Invisible Manipulation Deep Reinforcement Learning Enhanced Stealthy Attacks on Battery Energy Management Systems
Qi Xiao, Lidong Song, Jongha Woo, Rongxing Hu, Bei Xu, Kai Ye, Ning Lu

TL;DR
This paper presents a novel stealthy cyber-attack method on battery energy management systems using deep reinforcement learning to generate undetectable false data, guiding the system to attacker-desired states without detection.
Contribution
It introduces 'invisible manipulation,' a new attack approach leveraging DRL to craft undetectable false data in BEMS, enabling covert control of system states.
Findings
Effective evasion of bad data detection algorithms.
Successful manipulation of BEMS to reach targeted operational states.
Validated on a high-fidelity microgrid simulation testbed.
Abstract
This paper introduces "invisible manipulation," an innovative cyber-attack mechanism achieved through strategically timed stealthy false data injection attacks (SFDIAs).
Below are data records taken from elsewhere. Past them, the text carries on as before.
/// Stencil command-line interface

use std::path::PathBuf;

use anyhow::{Context as _, Result};
use clap::{Parser, Subcommand};
use stencil_compiler::{Context, Engine, EngineConfig};
use tracing_subscriber::EnvFilter;

#[derive(Parser, Debug)]
#[command(name = "stencilc")]
#[command(about = "Stencil - compile and render templates with block inheritance")]
#[command(version)]
struct Args {
    #[command(subcommand)]
    command: Command,

    /// Directory for compiled artifacts
    #[arg(long, value_name = "DIR", global = true)]
    cache_dir: Option<PathBuf>,

    /// Recompile on every run
    #[arg(long, global = true)]
    no_cache: bool,

    /// Fail on unknown blocks and unterminated directives
    #[arg(long, global = true)]
    strict: bool,

    /// JSON config file; flags override its values
    #[arg(long, value_name = "JSON_FILE", global = true)]
    config: Option<PathBuf>,

    /// Enable verbose output
    #[arg(short, long, global = true)]
    verbose: bool,
}

#[derive(Subcommand, Debug)]
enum Command {
    /// Render a template to stdout
    Render {
        #[arg(value_name = "FILE")]
        file: PathBuf,

        /// JSON object whose fields become template variables
        #[arg(long, value_name = "JSON_FILE")]
        data: Option<PathBuf>,
    },

    /// Compile a template and print its artifact path
    Compile {
        #[arg(value_name = "FILE")]
        file: PathBuf,

        /// Print the artifact code instead of its path
        #[arg(long)]
        print: bool,
    },

    /// Delete every cached artifact
    ClearCache,
}

fn main() {
    let args = Args::parse();

    let default_level = if args.verbose { "info" } else { "warn" };
    tracing_subscriber::fmt()
        .with_env_filter(
            EnvFilter::try_from_default_env().unwrap_or_else(|_| EnvFilter::new(default_level)),
        )
        .with_writer(std::io::stderr)
        .init();

    if let Err(e) = run(args) {
        eprintln!("Error: {:#}", e);
        std::process::exit(1);
    }
}

fn run(args: Args) -> Result<()> {
    let engine = Engine::new(load_config(&args)?);

    match args.command {
        Command::Render { file, data } => {
            let context = match data {
                Some(path) => {
                    let text = std::fs::read_to_string(&path)
                        .with_context(|| format!("Failed to read data file {}", path.display()))?;
                    Context::from_json(&text)
                        .with_context(|| format!("Invalid data file {}", path.display()))?
                }
                None => Context::new(),
            };
            let output = engine
                .render(&file, &context)
                .with_context(|| format!("Failed to render {}", file.display()))?;
            print!("{}", output);
        }
        Command::Compile { file, print } => {
            let artifact = engine
                .compile(&file)
                .with_context(|| format!("Failed to compile {}", file.display()))?;
            if print {
                let code = engine.cache().read(&artifact)?;
                print!("{}", code);
            } else {
                println!("{}", artifact.display());
            }
        }
        Command::ClearCache => {
            let removed = engine.clear_cache().context("Failed to clear cache")?;
            println!("{}", removed);
        }
    }

    Ok(())
}

fn load_config(args: &Args) -> Result<EngineConfig> {
    let mut config = match &args.config {
        Some(path) => EngineConfig::from_json_file(path)?,
        None => EngineConfig::default(),
    };

    if let Some(dir) = &args.cache_dir {
        config = config.cache_dir(dir);
    }
    if args.no_cache {
        config = config.cache_enabled(false);
    }
    if args.strict {
        config = config.strict(true);
    }

    Ok(config)
}
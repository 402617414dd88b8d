//! Statement and expression evaluation for compiled artifacts.
//!
//! Every function returns `Result<_, Error>`; the first failure aborts the
//! whole render and propagates with `?`.

use std::collections::BTreeMap;

use crate::ast::{BinOp, Block, Expr, Program, Statement, UnOp};
use crate::error::Error;
use crate::runtime::Runtime;
use crate::value::Value;

/// Evaluate a complete artifact.
pub fn eval_program(program: &Program, runtime: &mut Runtime) -> Result<(), Error> {
    eval_statements(&program.statements, runtime)
}

/// Evaluate a block of statements.
///
/// Blocks do not open a scope; only loop bodies do.
pub fn eval_block(block: &Block, runtime: &mut Runtime) -> Result<(), Error> {
    eval_statements(&block.statements, runtime)
}

fn eval_statements(statements: &[Statement], runtime: &mut Runtime) -> Result<(), Error> {
    for stmt in statements {
        eval_statement(stmt, runtime)?;
    }
    Ok(())
}

/// Evaluate a single statement.
pub fn eval_statement(stmt: &Statement, runtime: &mut Runtime) -> Result<(), Error> {
    match stmt {
        Statement::Text(text) => runtime.emit(text),

        Statement::Echo(values) => {
            for expr in values {
                let value = eval_expr(expr, runtime)?;
                runtime.emit(&value.to_string_value());
            }
        }

        Statement::Assign { name, value } => {
            let value = eval_expr(value, runtime)?;
            runtime.set_var(name, value);
        }

        Statement::If { condition, then_block, else_block } => {
            if eval_expr(condition, runtime)?.to_bool() {
                eval_block(then_block, runtime)?;
            } else if let Some(else_blk) = else_block {
                eval_block(else_blk, runtime)?;
            }
        }

        Statement::ForIn { key, var, iter, body } => {
            let entries = iteration_entries(eval_expr(iter, runtime)?)?;
            for (entry_key, item) in entries {
                runtime.push_scope();
                if let Some(key) = key {
                    runtime.define_var(key, entry_key);
                }
                runtime.define_var(var, item);
                let result = eval_block(body, runtime);
                runtime.pop_scope();
                result?;
            }
        }

        Statement::Expr(expr) => {
            eval_expr(expr, runtime)?;
        }
    }
    Ok(())
}

/// Key/item pairs visited by a `for` loop.
fn iteration_entries(value: Value) -> Result<Vec<(Value, Value)>, Error> {
    match value {
        Value::Array(items) => Ok(items
            .into_iter()
            .enumerate()
            .map(|(i, item)| (Value::Number(i as f64), item))
            .collect()),
        Value::Object(map) => Ok(map
            .into_iter()
            .map(|(k, v)| (Value::String(k), v))
            .collect()),
        Value::String(s) => Ok(s
            .lines()
            .enumerate()
            .map(|(i, line)| (Value::Number(i as f64), Value::String(line.to_string())))
            .collect()),
        Value::Null => Ok(Vec::new()),
        other => Err(Error::runtime(format!("Cannot iterate over {}", other.type_name()))),
    }
}

/// Evaluate an expression.
pub fn eval_expr(expr: &Expr, runtime: &mut Runtime) -> Result<Value, Error> {
    match expr {
        Expr::Variable(name) => Ok(runtime.get_var(name).cloned().unwrap_or(Value::Null)),

        Expr::Number(n) => Ok(Value::Number(*n)),
        Expr::String(s) => Ok(Value::String(s.clone())),
        Expr::True => Ok(Value::Boolean(true)),
        Expr::False => Ok(Value::Boolean(false)),
        Expr::Null => Ok(Value::Null),

        Expr::Array(items) => {
            let mut values = Vec::with_capacity(items.len());
            for item in items {
                values.push(eval_expr(item, runtime)?);
            }
            Ok(Value::Array(values))
        }

        Expr::Binary { op, left, right } => eval_binary(*op, left, right, runtime),

        Expr::Unary { op, operand } => {
            let value = eval_expr(operand, runtime)?;
            match (op, value) {
                (UnOp::Not, value) => Ok(Value::Boolean(!value.to_bool())),
                (UnOp::Neg, Value::Number(n)) => Ok(Value::Number(-n)),
                (UnOp::Neg, other) => {
                    Err(Error::runtime(format!("Cannot negate {}", other.type_name())))
                }
            }
        }

        Expr::Call { name, args } => {
            let mut arg_values = Vec::with_capacity(args.len());
            for arg in args {
                arg_values.push(eval_expr(arg, runtime)?);
            }
            eval_builtin(name, &arg_values)
        }

        Expr::Member { object, field } => {
            let value = eval_expr(object, runtime)?;
            Ok(match value {
                Value::Array(items) => field
                    .parse::<usize>()
                    .ok()
                    .and_then(|i| items.get(i).cloned())
                    .unwrap_or(Value::Null),
                other => other.member(field),
            })
        }

        Expr::Index { object, index } => {
            let obj_value = eval_expr(object, runtime)?;
            let idx_value = eval_expr(index, runtime)?;

            match (obj_value, idx_value) {
                (Value::Array(arr), Value::Number(n)) => {
                    if n < 0.0 {
                        return Ok(Value::Null);
                    }
                    Ok(arr.get(n as usize).cloned().unwrap_or(Value::Null))
                }
                (Value::Object(map), Value::String(key)) => {
                    Ok(map.get(&key).cloned().unwrap_or(Value::Null))
                }
                (Value::Null, _) => Ok(Value::Null),
                (obj, idx) => Err(Error::runtime(format!(
                    "Cannot index {} with {}", obj.type_name(), idx.type_name()
                ))),
            }
        }
    }
}

/// Evaluate a binary operation.
fn eval_binary(op: BinOp, left: &Expr, right: &Expr, runtime: &mut Runtime) -> Result<Value, Error> {
    let left_val = eval_expr(left, runtime)?;

    // Short-circuit logical operators
    match op {
        BinOp::And if !left_val.to_bool() => return Ok(Value::Boolean(false)),
        BinOp::Or if left_val.to_bool() => return Ok(Value::Boolean(true)),
        _ => {}
    }

    let right_val = eval_expr(right, runtime)?;

    let result = match op {
        BinOp::Add => match (&left_val, &right_val) {
            (Value::Number(a), Value::Number(b)) => Value::Number(a + b),
            (Value::String(_), _) | (_, Value::String(_)) => Value::String(format!(
                "{}{}",
                left_val.to_string_value(),
                right_val.to_string_value()
            )),
            _ => {
                return Err(Error::runtime(format!(
                    "Cannot add {} and {}", left_val.type_name(), right_val.type_name()
                )))
            }
        },
        BinOp::Sub => num_op(&left_val, &right_val, |a, b| a - b)?,
        BinOp::Mul => num_op(&left_val, &right_val, |a, b| a * b)?,
        BinOp::Div => {
            if right_val == Value::Number(0.0) {
                return Err(Error::runtime("Division by zero"));
            }
            num_op(&left_val, &right_val, |a, b| a / b)?
        }
        BinOp::Mod => {
            if right_val == Value::Number(0.0) {
                return Err(Error::runtime("Modulo by zero"));
            }
            num_op(&left_val, &right_val, |a, b| a % b)?
        }
        BinOp::Eq => Value::Boolean(values_equal(&left_val, &right_val)),
        BinOp::NotEq => Value::Boolean(!values_equal(&left_val, &right_val)),
        BinOp::Lt => compare_values(&left_val, &right_val, |ord| ord.is_lt())?,
        BinOp::LtEq => compare_values(&left_val, &right_val, |ord| ord.is_le())?,
        BinOp::Gt => compare_values(&left_val, &right_val, |ord| ord.is_gt())?,
        BinOp::GtEq => compare_values(&left_val, &right_val, |ord| ord.is_ge())?,
        BinOp::And | BinOp::Or => Value::Boolean(right_val.to_bool()),
    };

    Ok(result)
}

/// Numeric binary operation helper.
fn num_op(left: &Value, right: &Value, op: fn(f64, f64) -> f64) -> Result<Value, Error> {
    match (left, right) {
        (Value::Number(a), Value::Number(b)) => Ok(Value::Number(op(*a, *b))),
        _ => Err(Error::runtime(format!(
            "Cannot perform numeric operation on {} and {}",
            left.type_name(), right.type_name()
        ))),
    }
}

/// Check if two values are equal.
fn values_equal(a: &Value, b: &Value) -> bool {
    match (a, b) {
        (Value::Array(a), Value::Array(b)) => {
            a.len() == b.len() && a.iter().zip(b.iter()).all(|(x, y)| values_equal(x, y))
        }
        (Value::Object(a), Value::Object(b)) => a == b,
        _ => a == b,
    }
}

/// Compare two values.
fn compare_values(a: &Value, b: &Value, pred: fn(std::cmp::Ordering) -> bool) -> Result<Value, Error> {
    match (a, b) {
        (Value::Number(a), Value::Number(b)) => {
            Ok(Value::Boolean(pred(a.partial_cmp(b).unwrap_or(std::cmp::Ordering::Equal))))
        }
        (Value::String(a), Value::String(b)) => Ok(Value::Boolean(pred(a.cmp(b)))),
        _ => Err(Error::runtime(format!(
            "Cannot compare {} and {}", a.type_name(), b.type_name()
        ))),
    }
}

fn expect_args(name: &str, args: &[Value], count: usize) -> Result<(), Error> {
    if args.len() == count {
        Ok(())
    } else {
        let plural = if count == 1 { "" } else { "s" };
        Err(Error::runtime(format!(
            "{}() takes exactly {} argument{}", name, count, plural
        )))
    }
}

/// Evaluate a builtin function call.
fn eval_builtin(name: &str, args: &[Value]) -> Result<Value, Error> {
    let result = match name {
        "len" => {
            expect_args(name, args, 1)?;
            match &args[0] {
                Value::Array(arr) => Value::Number(arr.len() as f64),
                Value::String(s) => Value::Number(s.chars().count() as f64),
                Value::Object(obj) => Value::Number(obj.len() as f64),
                Value::Null => Value::Number(0.0),
                other => {
                    return Err(Error::runtime(format!("Cannot get length of {}", other.type_name())))
                }
            }
        }

        "upper" => {
            expect_args(name, args, 1)?;
            Value::String(args[0].to_string_value().to_uppercase())
        }

        "lower" => {
            expect_args(name, args, 1)?;
            Value::String(args[0].to_string_value().to_lowercase())
        }

        "trim" => {
            expect_args(name, args, 1)?;
            Value::String(args[0].to_string_value().trim().to_string())
        }

        "escape" => {
            // escape(value) - HTML-escape the string form
            expect_args(name, args, 1)?;
            Value::String(escape_html(&args[0].to_string_value()))
        }

        "json" => {
            expect_args(name, args, 1)?;
            Value::String(args[0].to_json())
        }

        "join" => {
            // join(array, separator = "")
            if args.is_empty() || args.len() > 2 {
                return Err(Error::runtime("join() takes 1 or 2 arguments"));
            }
            let separator = args.get(1).map(|s| s.to_string_value()).unwrap_or_default();
            match &args[0] {
                Value::Array(items) => {
                    let parts: Vec<String> = items.iter().map(|v| v.to_string_value()).collect();
                    Value::String(parts.join(&separator))
                }
                other => {
                    return Err(Error::runtime(format!("Cannot join {}", other.type_name())))
                }
            }
        }

        "default" => {
            // default(value, fallback) - fallback when value is null or empty
            expect_args(name, args, 2)?;
            let empty = args[0].is_null() || matches!(&args[0], Value::String(s) if s.is_empty());
            if empty { args[1].clone() } else { args[0].clone() }
        }

        "keys" => {
            expect_args(name, args, 1)?;
            match &args[0] {
                Value::Object(obj) => {
                    Value::Array(obj.keys().map(|k| Value::String(k.clone())).collect())
                }
                other => {
                    return Err(Error::runtime(format!("Cannot get keys of {}", other.type_name())))
                }
            }
        }

        "typeof" => {
            expect_args(name, args, 1)?;
            Value::String(args[0].type_name().to_string())
        }

        "object" => {
            // object(key, value, ...) - build an object from pairs
            if args.len() % 2 != 0 {
                return Err(Error::runtime("object() takes key/value pairs"));
            }
            let map: BTreeMap<String, Value> = args
                .chunks(2)
                .map(|pair| (pair[0].to_string_value(), pair[1].clone()))
                .collect();
            Value::Object(map)
        }

        _ => return Err(Error::runtime(format!("Unknown function: {}()", name))),
    };

    Ok(result)
}

fn escape_html(s: &str) -> String {
    let mut out = String::with_capacity(s.len());
    for c in s.chars() {
        match c {
            '&' => out.push_str("&amp;"),
            '<' => out.push_str("&lt;"),
            '>' => out.push_str("&gt;"),
            '"' => out.push_str("&quot;"),
            '\'' => out.push_str("&#39;"),
            c => out.push(c),
        }
    }
    out
}
/// Syntax tree for compiled template artifacts
///
/// An artifact is literal text interleaved with `<% ... %>` code islands.
/// Literal text becomes `Statement::Text`; control flow opened in one island
/// may close in a later one, so blocks can contain text.

/// A parsed artifact
#[derive(Debug, Clone, PartialEq)]
pub struct Program {
    pub statements: Vec<Statement>,
}

/// Statements inside `{ ... }`
#[derive(Debug, Clone, PartialEq)]
pub struct Block {
    pub statements: Vec<Statement>,
}

#[derive(Debug, Clone, PartialEq)]
pub enum Statement {
    /// Literal text between code islands
    Text(String),
    /// `echo a, b`
    Echo(Vec<Expr>),
    /// `$name = expr`
    Assign { name: String, value: Expr },
    /// `if cond { ... } else { ... }`; `else if` nests an `If` in the else block
    If {
        condition: Expr,
        then_block: Block,
        else_block: Option<Block>,
    },
    /// `for $item in expr { ... }` or `for $key, $item in expr { ... }`
    ForIn {
        key: Option<String>,
        var: String,
        iter: Expr,
        body: Block,
    },
    /// Expression evaluated for its side effects
    Expr(Expr),
}

#[derive(Debug, Clone, PartialEq)]
pub enum Expr {
    /// `$name` or a bare identifier
    Variable(String),
    Number(f64),
    String(String),
    True,
    False,
    Null,
    /// `[a, b, c]`
    Array(Vec<Expr>),
    Binary {
        op: BinOp,
        left: Box<Expr>,
        right: Box<Expr>,
    },
    Unary {
        op: UnOp,
        operand: Box<Expr>,
    },
    /// Builtin call: `upper($name)`
    Call { name: String, args: Vec<Expr> },
    /// `object->field`
    Member { object: Box<Expr>, field: String },
    /// `object[index]`
    Index { object: Box<Expr>, index: Box<Expr> },
}

#[derive(Debug, Clone, Copy, PartialEq, Eq)]
pub enum BinOp {
    Add,
    Sub,
    Mul,
    Div,
    Mod,
    Eq,
    NotEq,
    Lt,
    LtEq,
    Gt,
    GtEq,
    And,
    Or,
}

#[derive(Debug, Clone, Copy, PartialEq, Eq)]
pub enum UnOp {
    Not,
    Neg,
}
By stealthily manipulating measurements of a critical asset prior to the target time period, the attacker can subtly guide the engineering system toward a predetermined operational state without detection. Using the battery energy management system (BEMS) as a case study, we employ deep reinforcement learning (DRL) to generate synthetic measurements, such as battery voltage and current, that align closely with actual measurements. These synthetic measurements, falling within the acceptable error margin of residual-based bad data detection algorithm provided by state estimation, can evade detection and mislead Extended Kalman-filter-based State of Charge estimation. Subsequently, considering the deceptive data as valid…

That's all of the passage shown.